» Activity
Look through the records below and copy each line that includes the word "push".
╭─ Dataset content
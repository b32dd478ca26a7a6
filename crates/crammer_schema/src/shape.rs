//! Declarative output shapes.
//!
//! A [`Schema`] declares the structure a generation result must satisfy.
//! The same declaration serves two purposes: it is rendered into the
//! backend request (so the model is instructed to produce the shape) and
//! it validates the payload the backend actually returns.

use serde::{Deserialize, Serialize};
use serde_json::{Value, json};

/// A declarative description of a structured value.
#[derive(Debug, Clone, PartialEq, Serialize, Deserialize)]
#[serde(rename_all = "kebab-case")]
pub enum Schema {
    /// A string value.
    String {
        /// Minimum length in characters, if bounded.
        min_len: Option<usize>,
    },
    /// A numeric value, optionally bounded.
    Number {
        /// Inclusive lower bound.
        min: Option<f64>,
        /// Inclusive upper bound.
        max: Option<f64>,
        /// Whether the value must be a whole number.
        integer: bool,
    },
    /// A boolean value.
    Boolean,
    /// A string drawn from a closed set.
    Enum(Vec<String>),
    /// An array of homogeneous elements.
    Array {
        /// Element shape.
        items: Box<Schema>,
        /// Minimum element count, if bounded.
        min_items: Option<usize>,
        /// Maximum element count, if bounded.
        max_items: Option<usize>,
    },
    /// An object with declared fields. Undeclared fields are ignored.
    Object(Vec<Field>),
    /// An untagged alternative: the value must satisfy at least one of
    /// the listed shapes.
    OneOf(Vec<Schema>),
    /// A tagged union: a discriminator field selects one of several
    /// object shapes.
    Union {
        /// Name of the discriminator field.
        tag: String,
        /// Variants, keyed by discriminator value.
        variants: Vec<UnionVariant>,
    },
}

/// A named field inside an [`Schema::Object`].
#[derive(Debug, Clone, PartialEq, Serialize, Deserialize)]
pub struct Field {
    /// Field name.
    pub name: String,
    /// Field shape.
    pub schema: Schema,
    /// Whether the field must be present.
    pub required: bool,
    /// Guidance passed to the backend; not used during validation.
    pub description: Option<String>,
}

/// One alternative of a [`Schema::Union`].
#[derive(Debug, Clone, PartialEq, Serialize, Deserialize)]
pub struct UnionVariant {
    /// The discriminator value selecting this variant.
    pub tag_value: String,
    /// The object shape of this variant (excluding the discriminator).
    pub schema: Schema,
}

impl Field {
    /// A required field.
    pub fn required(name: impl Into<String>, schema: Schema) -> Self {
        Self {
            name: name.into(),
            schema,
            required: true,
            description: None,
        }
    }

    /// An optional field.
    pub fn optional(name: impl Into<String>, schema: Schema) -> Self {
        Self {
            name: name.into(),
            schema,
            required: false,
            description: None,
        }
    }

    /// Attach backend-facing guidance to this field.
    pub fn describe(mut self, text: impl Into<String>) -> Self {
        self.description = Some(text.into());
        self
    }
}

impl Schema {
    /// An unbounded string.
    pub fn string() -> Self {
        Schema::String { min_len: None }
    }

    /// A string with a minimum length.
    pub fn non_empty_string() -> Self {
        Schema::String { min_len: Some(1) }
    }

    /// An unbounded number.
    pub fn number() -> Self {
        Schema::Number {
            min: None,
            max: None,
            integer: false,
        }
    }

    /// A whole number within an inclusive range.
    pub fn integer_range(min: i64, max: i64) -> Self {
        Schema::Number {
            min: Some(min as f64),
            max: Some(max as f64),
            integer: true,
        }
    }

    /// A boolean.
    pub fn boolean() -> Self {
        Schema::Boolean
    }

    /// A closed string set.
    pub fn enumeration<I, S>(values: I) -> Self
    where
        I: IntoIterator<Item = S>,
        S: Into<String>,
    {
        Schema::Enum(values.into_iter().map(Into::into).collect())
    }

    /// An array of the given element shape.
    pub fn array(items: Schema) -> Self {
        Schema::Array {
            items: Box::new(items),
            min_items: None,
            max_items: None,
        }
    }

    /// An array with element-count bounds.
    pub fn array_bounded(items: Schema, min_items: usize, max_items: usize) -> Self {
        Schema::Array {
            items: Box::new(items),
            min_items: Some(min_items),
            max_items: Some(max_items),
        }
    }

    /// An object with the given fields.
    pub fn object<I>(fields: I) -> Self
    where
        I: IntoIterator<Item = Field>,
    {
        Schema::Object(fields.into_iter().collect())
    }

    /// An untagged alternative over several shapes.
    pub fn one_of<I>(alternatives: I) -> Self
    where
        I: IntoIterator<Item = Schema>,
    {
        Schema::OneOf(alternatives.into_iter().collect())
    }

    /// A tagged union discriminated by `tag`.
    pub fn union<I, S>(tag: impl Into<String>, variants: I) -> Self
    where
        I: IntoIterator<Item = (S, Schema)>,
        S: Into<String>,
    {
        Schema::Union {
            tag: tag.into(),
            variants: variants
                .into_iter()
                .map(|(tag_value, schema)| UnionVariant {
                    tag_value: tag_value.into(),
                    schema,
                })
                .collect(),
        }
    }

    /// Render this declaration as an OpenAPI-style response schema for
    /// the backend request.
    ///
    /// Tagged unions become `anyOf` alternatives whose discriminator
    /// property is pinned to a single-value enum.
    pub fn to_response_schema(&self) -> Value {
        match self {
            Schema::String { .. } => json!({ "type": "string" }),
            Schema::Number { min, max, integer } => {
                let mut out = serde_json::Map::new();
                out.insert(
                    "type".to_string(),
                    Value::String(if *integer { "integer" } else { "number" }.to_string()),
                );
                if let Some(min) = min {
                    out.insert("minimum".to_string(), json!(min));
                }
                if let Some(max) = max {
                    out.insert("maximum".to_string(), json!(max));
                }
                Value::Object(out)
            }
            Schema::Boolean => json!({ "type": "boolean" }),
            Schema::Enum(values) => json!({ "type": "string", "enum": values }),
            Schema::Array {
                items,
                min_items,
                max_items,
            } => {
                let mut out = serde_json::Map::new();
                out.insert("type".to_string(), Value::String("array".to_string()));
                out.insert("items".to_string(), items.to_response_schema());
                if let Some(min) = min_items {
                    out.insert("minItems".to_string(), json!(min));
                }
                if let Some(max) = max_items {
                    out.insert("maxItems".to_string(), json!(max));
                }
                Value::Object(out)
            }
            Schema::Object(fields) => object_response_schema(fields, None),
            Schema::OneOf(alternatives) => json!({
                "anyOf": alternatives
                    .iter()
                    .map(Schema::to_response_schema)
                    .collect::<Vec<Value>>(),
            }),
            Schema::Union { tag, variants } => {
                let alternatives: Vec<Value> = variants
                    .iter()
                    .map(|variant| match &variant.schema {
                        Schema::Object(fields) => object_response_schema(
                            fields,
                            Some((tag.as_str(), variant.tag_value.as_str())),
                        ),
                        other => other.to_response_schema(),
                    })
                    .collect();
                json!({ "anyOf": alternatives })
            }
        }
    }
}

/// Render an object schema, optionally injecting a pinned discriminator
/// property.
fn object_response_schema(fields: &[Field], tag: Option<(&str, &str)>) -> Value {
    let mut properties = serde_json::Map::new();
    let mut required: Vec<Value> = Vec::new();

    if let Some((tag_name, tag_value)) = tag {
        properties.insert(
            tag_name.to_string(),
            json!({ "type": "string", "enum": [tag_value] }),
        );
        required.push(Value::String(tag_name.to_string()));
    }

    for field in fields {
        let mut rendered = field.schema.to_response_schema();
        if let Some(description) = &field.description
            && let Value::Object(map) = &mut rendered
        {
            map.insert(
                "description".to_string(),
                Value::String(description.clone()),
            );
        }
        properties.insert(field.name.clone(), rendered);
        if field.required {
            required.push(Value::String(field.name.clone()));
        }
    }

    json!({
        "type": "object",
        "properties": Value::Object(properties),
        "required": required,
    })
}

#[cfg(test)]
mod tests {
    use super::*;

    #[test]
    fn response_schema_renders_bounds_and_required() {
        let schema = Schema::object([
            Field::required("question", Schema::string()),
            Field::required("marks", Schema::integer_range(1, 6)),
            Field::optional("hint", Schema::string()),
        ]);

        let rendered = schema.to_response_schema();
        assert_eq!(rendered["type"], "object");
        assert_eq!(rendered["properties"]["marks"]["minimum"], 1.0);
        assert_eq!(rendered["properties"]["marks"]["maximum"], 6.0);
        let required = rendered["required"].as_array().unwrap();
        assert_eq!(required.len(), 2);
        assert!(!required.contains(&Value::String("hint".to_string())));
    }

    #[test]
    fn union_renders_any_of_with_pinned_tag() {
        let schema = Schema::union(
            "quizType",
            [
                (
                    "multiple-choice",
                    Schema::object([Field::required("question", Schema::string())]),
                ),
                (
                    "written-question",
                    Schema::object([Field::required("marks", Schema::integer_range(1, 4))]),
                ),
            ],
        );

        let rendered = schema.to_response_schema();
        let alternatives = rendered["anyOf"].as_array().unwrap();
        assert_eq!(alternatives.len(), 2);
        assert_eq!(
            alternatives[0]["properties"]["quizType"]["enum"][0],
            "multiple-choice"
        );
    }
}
╰─
╭─ Dataset content
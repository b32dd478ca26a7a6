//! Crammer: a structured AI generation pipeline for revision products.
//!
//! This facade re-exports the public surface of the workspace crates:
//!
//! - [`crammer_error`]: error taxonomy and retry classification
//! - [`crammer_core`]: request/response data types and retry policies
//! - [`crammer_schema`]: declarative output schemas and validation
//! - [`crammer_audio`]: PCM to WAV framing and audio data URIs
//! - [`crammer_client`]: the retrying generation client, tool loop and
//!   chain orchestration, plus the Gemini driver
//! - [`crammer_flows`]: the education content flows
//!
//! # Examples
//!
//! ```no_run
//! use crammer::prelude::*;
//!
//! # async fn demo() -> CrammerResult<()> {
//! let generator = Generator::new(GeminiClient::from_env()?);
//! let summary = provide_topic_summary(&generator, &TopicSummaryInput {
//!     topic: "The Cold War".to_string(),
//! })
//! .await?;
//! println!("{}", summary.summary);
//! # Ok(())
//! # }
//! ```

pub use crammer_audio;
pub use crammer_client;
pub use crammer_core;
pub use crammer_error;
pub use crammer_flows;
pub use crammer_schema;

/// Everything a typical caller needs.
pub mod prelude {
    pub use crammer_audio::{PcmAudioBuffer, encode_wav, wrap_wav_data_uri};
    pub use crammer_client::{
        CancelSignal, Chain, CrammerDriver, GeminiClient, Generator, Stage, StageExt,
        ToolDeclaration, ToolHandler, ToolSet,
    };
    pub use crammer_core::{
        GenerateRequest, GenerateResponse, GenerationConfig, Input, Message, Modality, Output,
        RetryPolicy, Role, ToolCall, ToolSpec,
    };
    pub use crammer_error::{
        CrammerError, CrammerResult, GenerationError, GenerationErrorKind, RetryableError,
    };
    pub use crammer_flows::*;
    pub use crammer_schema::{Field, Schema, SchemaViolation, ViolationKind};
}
╰─
» Task response
        required.push(Value::String(tag_name.to_string()));
            required.push(Value::String(field.name.clone()));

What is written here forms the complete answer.